— Exercise brief —
Output the entries below without any alteration.

— Dataset content —
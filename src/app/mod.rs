// Gateway module for app - follows the Train Station Pattern
// All external access must go through this gateway

// Private submodules - not directly accessible from outside
mod config;

// Public re-exports - the ONLY way to access app functionality
pub use config::{
    init_config, load_config, load_config_from, save_config, ChatConfig, ClientConfig, Config,
    OllamaConfig, ProviderConfig, ServerConfig,
};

— Solution to the exercise —
filename src/app/mod.rs
// Gateway module for app - follows the Train Station Pattern
// All external access must go through this gateway

// Private submodules - not directly accessible from outside
mod config;

// Public re-exports - the ONLY way to access app functionality
pub use config::{
    init_config, load_config, load_config_from, save_config, ChatConfig, ClientConfig, Config,
    OllamaConfig, ProviderConfig, ServerConfig,
};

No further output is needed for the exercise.